Try it: Give a count of the lines below that have the string "resolve" in them, with no other words.

Given information Start Marker

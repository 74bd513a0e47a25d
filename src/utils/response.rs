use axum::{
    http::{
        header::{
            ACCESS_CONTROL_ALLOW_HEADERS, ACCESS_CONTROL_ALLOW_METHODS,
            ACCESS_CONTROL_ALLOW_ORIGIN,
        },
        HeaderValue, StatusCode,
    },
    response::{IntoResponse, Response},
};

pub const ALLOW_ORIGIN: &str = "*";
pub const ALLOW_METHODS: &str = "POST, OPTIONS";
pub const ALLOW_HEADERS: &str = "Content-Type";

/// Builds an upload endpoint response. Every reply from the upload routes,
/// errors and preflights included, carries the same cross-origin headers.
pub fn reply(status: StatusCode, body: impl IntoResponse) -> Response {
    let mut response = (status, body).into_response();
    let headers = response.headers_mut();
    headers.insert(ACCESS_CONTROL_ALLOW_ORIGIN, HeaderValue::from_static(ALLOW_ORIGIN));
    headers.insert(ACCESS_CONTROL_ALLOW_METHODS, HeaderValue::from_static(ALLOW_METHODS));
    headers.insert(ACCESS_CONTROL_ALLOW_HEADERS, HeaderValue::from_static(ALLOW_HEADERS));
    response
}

Given information End Marker
Given information Start Marker

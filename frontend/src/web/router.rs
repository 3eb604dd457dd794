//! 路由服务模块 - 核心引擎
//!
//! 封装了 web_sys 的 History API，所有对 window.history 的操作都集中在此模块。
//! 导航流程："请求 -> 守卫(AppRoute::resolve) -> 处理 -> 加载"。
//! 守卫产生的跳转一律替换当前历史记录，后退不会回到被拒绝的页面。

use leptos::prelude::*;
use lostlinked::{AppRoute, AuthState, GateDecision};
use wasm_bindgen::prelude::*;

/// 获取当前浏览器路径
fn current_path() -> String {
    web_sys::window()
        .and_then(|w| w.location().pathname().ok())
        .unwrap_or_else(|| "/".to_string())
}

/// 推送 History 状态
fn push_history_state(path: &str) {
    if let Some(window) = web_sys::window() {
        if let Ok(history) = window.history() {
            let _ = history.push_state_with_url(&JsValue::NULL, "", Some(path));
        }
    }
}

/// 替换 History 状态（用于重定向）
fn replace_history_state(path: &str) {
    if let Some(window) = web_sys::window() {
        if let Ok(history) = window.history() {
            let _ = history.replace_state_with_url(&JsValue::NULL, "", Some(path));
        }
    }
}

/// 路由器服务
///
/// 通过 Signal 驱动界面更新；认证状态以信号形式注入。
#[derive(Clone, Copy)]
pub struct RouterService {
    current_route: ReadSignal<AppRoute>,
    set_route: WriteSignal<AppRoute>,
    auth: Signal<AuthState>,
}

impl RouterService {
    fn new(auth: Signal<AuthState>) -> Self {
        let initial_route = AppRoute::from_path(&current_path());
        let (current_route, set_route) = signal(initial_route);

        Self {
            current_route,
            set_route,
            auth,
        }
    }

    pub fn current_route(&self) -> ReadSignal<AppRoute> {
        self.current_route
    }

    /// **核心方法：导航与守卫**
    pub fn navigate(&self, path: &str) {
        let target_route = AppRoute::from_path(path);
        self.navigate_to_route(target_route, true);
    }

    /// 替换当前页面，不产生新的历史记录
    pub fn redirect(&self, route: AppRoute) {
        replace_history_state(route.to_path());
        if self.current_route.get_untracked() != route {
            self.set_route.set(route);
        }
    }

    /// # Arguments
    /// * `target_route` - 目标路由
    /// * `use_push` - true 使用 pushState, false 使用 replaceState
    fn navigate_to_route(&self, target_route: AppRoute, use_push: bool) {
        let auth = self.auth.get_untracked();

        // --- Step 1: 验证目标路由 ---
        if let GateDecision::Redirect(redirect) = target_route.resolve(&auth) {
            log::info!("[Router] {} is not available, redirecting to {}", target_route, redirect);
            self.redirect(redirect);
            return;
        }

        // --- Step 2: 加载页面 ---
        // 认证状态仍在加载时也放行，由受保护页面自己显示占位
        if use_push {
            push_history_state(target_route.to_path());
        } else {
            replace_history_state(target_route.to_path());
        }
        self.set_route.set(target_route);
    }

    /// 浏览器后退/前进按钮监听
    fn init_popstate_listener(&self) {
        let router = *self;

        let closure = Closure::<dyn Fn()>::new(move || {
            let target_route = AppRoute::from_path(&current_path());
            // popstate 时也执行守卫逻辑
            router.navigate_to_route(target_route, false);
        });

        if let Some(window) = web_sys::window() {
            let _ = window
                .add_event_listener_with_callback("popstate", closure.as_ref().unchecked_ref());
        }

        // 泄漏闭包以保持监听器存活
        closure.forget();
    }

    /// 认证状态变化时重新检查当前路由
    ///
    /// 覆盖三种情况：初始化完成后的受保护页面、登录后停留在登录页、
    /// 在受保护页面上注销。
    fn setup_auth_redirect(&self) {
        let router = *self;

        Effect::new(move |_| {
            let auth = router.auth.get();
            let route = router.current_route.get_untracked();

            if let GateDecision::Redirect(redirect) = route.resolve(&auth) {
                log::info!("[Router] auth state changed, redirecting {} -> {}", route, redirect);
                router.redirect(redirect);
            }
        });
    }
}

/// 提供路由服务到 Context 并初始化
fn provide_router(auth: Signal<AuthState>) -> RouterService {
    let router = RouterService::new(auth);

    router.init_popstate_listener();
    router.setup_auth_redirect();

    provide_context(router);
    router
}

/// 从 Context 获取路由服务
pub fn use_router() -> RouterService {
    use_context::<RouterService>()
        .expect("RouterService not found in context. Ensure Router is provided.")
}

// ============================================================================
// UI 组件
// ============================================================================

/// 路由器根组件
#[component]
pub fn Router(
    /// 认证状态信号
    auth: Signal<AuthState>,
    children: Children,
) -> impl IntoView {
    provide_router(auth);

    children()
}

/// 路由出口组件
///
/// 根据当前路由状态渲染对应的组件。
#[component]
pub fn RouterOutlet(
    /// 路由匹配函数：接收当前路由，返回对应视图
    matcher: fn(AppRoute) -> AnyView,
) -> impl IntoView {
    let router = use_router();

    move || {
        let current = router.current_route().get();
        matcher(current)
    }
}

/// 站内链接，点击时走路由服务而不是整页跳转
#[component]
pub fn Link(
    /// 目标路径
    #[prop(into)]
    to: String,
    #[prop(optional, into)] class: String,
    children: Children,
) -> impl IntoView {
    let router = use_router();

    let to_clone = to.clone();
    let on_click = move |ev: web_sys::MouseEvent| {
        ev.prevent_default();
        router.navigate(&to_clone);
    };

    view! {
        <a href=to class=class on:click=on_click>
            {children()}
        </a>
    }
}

Given information End Marker

Response area: 3